The number of confirmed cases kept increasing with no clear indication of a decrease on 11 March 2021. This placed a burden on the healthcare system. Furthermore, California’s policy at the time seemed to be failing to control the outbreak. The results from the hybrid model showed that the number of reported infections was higher than the model predicted, which may indicate that more aggressive measures, such as increased testing and reduced social distancing, were required at the time to contain the outbreak.

This study had limitations. The combination of EEMD and LSTM requires various strategies, such as recreating the decomposed sequences for high and low frequencies before they are inputted into the LSTM model for learning or using the decomposed sequences as multiple features to fit a multi-input LSTM model. Future research can compare the performance of these strategies for the EEMD-LSTM model based on prediction accuracy. Additionally, it can be challenging to access data such as global pandemic statistics, weather data, and social distancing. Overall, this investigation showed the usefulness of the EEMD-LSTM model for COVID-19 epidemic predictions, which may help decision-makers and guide the allocation of medical resources. The LSTM model in this study also revealed several potential future paths for more accurate prediction models.

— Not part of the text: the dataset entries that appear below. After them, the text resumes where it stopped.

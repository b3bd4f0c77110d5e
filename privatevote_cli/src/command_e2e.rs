use privatevote::*;
use rand::Rng;
use std::str::FromStr;

/// Run a whole poll against an in-memory ledger and check the revealed tally
pub fn command_e2e(matches: &clap::ArgMatches, now: Timestamp) {
    let voters = usize::from_str(matches.value_of("voters").unwrap_or("25"))
        .unwrap_or_else(|e| crate::fail("e2e", e));
    let option_count = usize::from_str(matches.value_of("options").unwrap_or("3"))
        .unwrap_or_else(|e| crate::fail("e2e", e));

    let mut rng = rand::rngs::OsRng {};
    let clock = ManualClock::new(now);
    let oracle = QueuedOracle::default();
    let gateway = InputAttestor::generate();
    let decryptor =
        LocalDecryptionService::new(TallyKeypair::generate(&mut rng), Address::random());

    let owner = Address::derive(b"owner");
    let config = LedgerConfig::new(owner, decryptor.address(), Address::random());
    let contract = config.contract_address;
    let service: PollService = PollService::new(PollLifecycleManager::new(
        config,
        gateway.verifier(),
        oracle.clone(),
        clock.clone(),
    ));

    let options: Vec<String> = (0..option_count).map(|i| format!("Option {}", i)).collect();
    let options: Vec<&str> = options.iter().map(|o| o.as_str()).collect();
    let params = NewPoll::new(
        "End to end",
        "Throwaway poll",
        &options,
        now + 60,
        now + 3660,
    );
    let fee = DEFAULT_CREATION_FEE;
    let poll_id = service
        .create_poll(Address::derive(b"creator"), params, fee)
        .unwrap_or_else(|e| crate::fail("e2e", e));
    println!("> Poll {} created", poll_id);

    // Voting is open
    clock.set(now + 60);
    let public_key = decryptor.public_key();
    let mut expected = vec![0u64; option_count];
    for i in 0..voters {
        let voter = Address::derive(format!("voter {}", i).as_bytes());
        let choice = rng.gen_range(0, option_count);
        let encrypted_one = public_key.encrypt(1, &mut rng);
        let proof = gateway.attest(&encrypted_one, &contract, &voter);

        service
            .vote(voter, poll_id, choice, &encrypted_one, &proof)
            .unwrap_or_else(|e| crate::fail("e2e", e));
        expected[choice] += 1;
    }
    println!("> {} votes cast", voters);

    // Voting is over
    clock.set(now + 3660);
    let request_id = service
        .public_reveal(Address::derive(b"anyone"), poll_id)
        .unwrap_or_else(|e| crate::fail("e2e", e));
    println!("> Reveal requested (request {})", request_id);

    for request in oracle.drain().unwrap_or_else(|e| crate::fail("e2e", e)) {
        let result = decryptor
            .process(&request)
            .unwrap_or_else(|e| crate::fail("e2e", e));
        service
            .on_decryption_result(decryptor.address(), result)
            .unwrap_or_else(|e| crate::fail("e2e", e));
    }

    let results = service
        .get_poll_results(poll_id)
        .unwrap_or_else(|e| crate::fail("e2e", e));
    let tallies = results.tallies.unwrap_or_default();
    if tallies != expected {
        crate::fail(
            "e2e",
            format!("tally mismatch: expected {:?}, got {:?}", expected, tallies),
        );
    }

    println!("> Tally verified OK");
    for (option, count) in options.iter().zip(&tallies) {
        println!("  {} got {} votes", option, count);
    }
}
impl<S: PollStore> PollLifecycleManager<S> {
    /// Resume a ledger from persisted state
    pub fn with_state(
        state: LedgerState<S>,
        verifier: impl InputVerifier + 'static,
        oracle: impl DecryptionOracle + 'static,
        clock: impl Clock + 'static,
    ) -> Self {
        PollLifecycleManager {
            state,
            verifier: Box::new(verifier),
            oracle: Box::new(oracle),
            clock: Box::new(clock),
        }
    }

    pub fn state(&self) -> &LedgerState<S> {
        &self.state
    }

    pub fn into_state(self) -> LedgerState<S> {
        self.state
    }

    pub fn now(&self) -> Timestamp {
        self.clock.now()
    }

    /// Create a poll, paying `paid_fee`
    pub fn create_poll(
        &mut self,
        caller: Address,
        params: NewPoll,
        paid_fee: Amount,
    ) -> Result<PollId, ValidationError> {
        let now = self.now();
        let state = &mut self.state;

        let checked = state
            .treasury
            .check_payment(paid_fee)
            .and_then(|_| params.validate());
        if let Err(e) = checked {
            debug!(%caller, error = %e, "poll creation rejected");
            return Err(e);
        }

        let poll_id = state.store.next_id();
        let event = Event::PollCreated {
            poll_id,
            creator: caller,
            title: params.title.clone(),
            start_time: params.start_time,
            end_time: params.end_time,
            option_count: params.options.len(),
            paid_fee,
        };

        state.store.insert(Poll::new(poll_id, caller, params))?;
        state.treasury.credit(paid_fee);
        state.events.emit(now, event);

        info!(poll_id, creator = %caller, paid_fee, "poll created");
        Ok(poll_id)
    }

    /// Cast an encrypted vote for `option`
    ///
    /// `encrypted_one` must encrypt the value 1 and `proof` must bind it to this ledger
    /// and to `caller`. The option is never logged.
    pub fn vote(
        &mut self,
        caller: Address,
        poll_id: PollId,
        option: usize,
        encrypted_one: &Ciphertext,
        proof: &InputProof,
    ) -> Result<(), ValidationError> {
        let now = self.now();
        let contract = self.state.contract_address;

        let unit = {
            let poll = self.state.store.get_poll(poll_id)?;
            if now < poll.start_time {
                return Err(ValidationError::VotingNotStarted);
            }
            if now >= poll.end_time {
                return Err(ValidationError::VotingEnded);
            }
            if option >= poll.options.len() {
                return Err(ValidationError::InvalidOptionIndex(option));
            }
            if poll.has_voted(&caller) {
                return Err(ValidationError::AlreadyVoted(caller));
            }

            self.verifier
                .verify(encrypted_one, proof, &contract, &caller)
                .map_err(|e| {
                    debug!(poll_id, voter = %caller, "encrypted input rejected");
                    e
                })?
        };

        let poll = self.state.store.get_poll_mut(poll_id)?;
        poll.tally.accumulate(option, unit)?;
        poll.voters.insert(caller);
        poll.total_voters += 1;

        self.state.events.emit(
            now,
            Event::Voted {
                poll_id,
                voter: caller,
            },
        );

        info!(poll_id, voter = %caller, "vote accepted");
        Ok(())
    }

    /// Ask the decryption service to open an ended poll's tallies
    ///
    /// Anyone may call this once voting has ended. Only one request per poll can be in
    /// flight, and there is no way to abandon it.
    pub fn request_reveal(
        &mut self,
        caller: Address,
        poll_id: PollId,
    ) -> Result<RequestId, ValidationError> {
        let now = self.now();
        let state = &mut self.state;

        let poll = state.store.get_poll(poll_id)?;
        if now < poll.end_time {
            return Err(ValidationError::VotingStillActive);
        }
        if poll.revealed {
            return Err(ValidationError::AlreadyRevealed);
        }
        if poll.decryption_in_progress {
            debug!(poll_id, %caller, "reveal rejected, decryption in progress");
            return Err(ValidationError::DecryptionInProgress);
        }

        let request_id =
            state
                .bridge
                .request_decryption(self.oracle.as_ref(), poll_id, poll.tally_ciphertexts())?;

        state.store.get_poll_mut(poll_id)?.decryption_in_progress = true;
        state.events.emit(
            now,
            Event::RevealRequested {
                poll_id,
                request_id,
                requested_by: caller,
            },
        );

        info!(poll_id, request_id, requested_by = %caller, "reveal requested");
        Ok(request_id)
    }

    /// Same as `request_reveal`
    pub fn public_reveal(
        &mut self,
        caller: Address,
        poll_id: PollId,
    ) -> Result<RequestId, ValidationError> {
        self.request_reveal(caller, poll_id)
    }

    /// Deliver a decryption result
    ///
    /// Treated as untrusted input: it must come from the oracle address, answer the
    /// poll's in-flight request, and carry one tally per option. A poll is finalized at
    /// most once; repeated deliveries are rejected.
    pub fn on_decryption_result(
        &mut self,
        caller: Address,
        result: DecryptionResult,
    ) -> Result<(), ValidationError> {
        if caller != self.state.bridge.oracle() {
            return Err(ValidationError::OnlyOracle);
        }

        let poll = self.state.store.get_poll(result.poll_id)?;
        if poll.revealed {
            return Err(ValidationError::AlreadyRevealed);
        }
        if !poll.decryption_in_progress {
            return Err(ValidationError::NoDecryptionInProgress(result.poll_id));
        }

        self.state.bridge.check_result(&caller, &result)?;
        self.finalize(result.poll_id, result.plaintexts)
    }

    fn finalize(&mut self, poll_id: PollId, tallies: Vec<u64>) -> Result<(), ValidationError> {
        let now = self.now();
        let state = &mut self.state;

        let poll = state.store.get_poll_mut(poll_id)?;
        if tallies.len() != poll.options.len() {
            return Err(ValidationError::TallyCountMismatch {
                expected: poll.options.len(),
                found: tallies.len(),
            });
        }

        poll.plaintext_tallies = Some(tallies);
        poll.revealed = true;
        poll.decryption_in_progress = false;
        state.bridge.complete(poll_id);
        state.events.emit(now, Event::RevealCompleted { poll_id });

        info!(poll_id, "reveal completed");
        Ok(())
    }

    /// Change the creation fee (owner only)
    pub fn set_creation_fee(
        &mut self,
        caller: Address,
        new_fee: Amount,
    ) -> Result<(), ValidationError> {
        let now = self.now();
        let old_fee = self.state.treasury.set_creation_fee(&caller, new_fee)?;
        self.state.events.emit(
            now,
            Event::CreationFeeUpdated {
                old_fee,
                new_fee,
                owner: caller,
            },
        );

        info!(old_fee, new_fee, "creation fee updated");
        Ok(())
    }

    /// Pay the collected fees out to the owner (owner only)
    pub fn withdraw_fees(&mut self, caller: Address) -> Result<Amount, ValidationError> {
        let now = self.now();
        let amount = self.state.treasury.withdraw(&caller)?;
        self.state.events.emit(
            now,
            Event::FeesWithdrawn {
                amount,
                owner: caller,
            },
        );

        info!(amount, owner = %caller, "fees withdrawn");
        Ok(amount)
    }

    // Reads
    // -----

    pub fn get_poll(&self, poll_id: PollId) -> Result<&Poll, ValidationError> {
        Ok(self.state.store.get_poll(poll_id)?)
    }

    pub fn get_poll_info(&self, poll_id: PollId) -> Result<PollInfo, ValidationError> {
        Ok(self.get_poll(poll_id)?.info())
    }

    pub fn get_poll_results(&self, poll_id: PollId) -> Result<PollResults, ValidationError> {
        Ok(self.get_poll(poll_id)?.results())
    }

    pub fn get_poll_status(&self, poll_id: PollId) -> Result<PollStatus, ValidationError> {
        Ok(self.get_poll(poll_id)?.status(self.now()))
    }

    pub fn has_user_voted(&self, poll_id: PollId, voter: &Address) -> Result<bool, ValidationError> {
        Ok(self.get_poll(poll_id)?.has_voted(voter))
    }

    pub fn is_decryption_in_progress(&self, poll_id: PollId) -> Result<bool, ValidationError> {
        Ok(self.get_poll(poll_id)?.is_decryption_in_progress())
    }

    /// Whether a reveal request would currently be accepted
    pub fn can_reveal(&self, poll_id: PollId) -> Result<bool, ValidationError> {
        let poll = self.get_poll(poll_id)?;
        Ok(poll.status(self.now()) == PollStatus::Ended && !poll.decryption_in_progress)
    }

    pub fn poll_count(&self) -> u64 {
        self.state.store.count()
    }

    pub fn owner(&self) -> Address {
        self.state.treasury.owner()
    }

    pub fn oracle(&self) -> Address {
        self.state.bridge.oracle()
    }

    pub fn contract_address(&self) -> Address {
        self.state.contract_address
    }

    pub fn creation_fee(&self) -> Amount {
        self.state.treasury.creation_fee()
    }

    pub fn treasury_balance(&self) -> Amount {
        self.state.treasury.balance()
    }

    pub fn events(&self) -> &EventLog {
        &self.state.events
    }
}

This study has some profound implications. The government, hospitals, and other agencies can utilize this model to guide short-term projections, which will facilitate the development of realistic preventative and control measures and provision of optimal medical care for patients. It is well-known that appropriate prevention and control measures, as well as adequate medical care, can facilitate the rapid management of epidemics [28]. Reasonable preventive and control policies also alleviate the economic burden resulting from long-term lockdowns. Another model was used to predict the COVID-19 lockdowns using the normal distribution [29]. The improved LSTM model may incorporate additional parameters, such as temperature, social distance, and vaccination, which can be used to estimate changes in the environment or guide policy.

5. Conclusions

In conclusion, the goal of this study was to develop and validate an EEMD-LSTM hybrid model for COVID-19 prediction. A model based on LSTM, a novel technique for time series data prediction, and EEMD was used, which allowed more accurate predictions. The forecasting performance on the test set was validated using various model evaluation criteria (MAPE, MAE, and RMSE). Comparisons of the assessment criteria revealed that the proposed EEMD-LSTM hybrid model outperformed the LSTM model. The proposed model may guide epidemic supervision and control and provide a reference for a forecasting approach for future epidemics.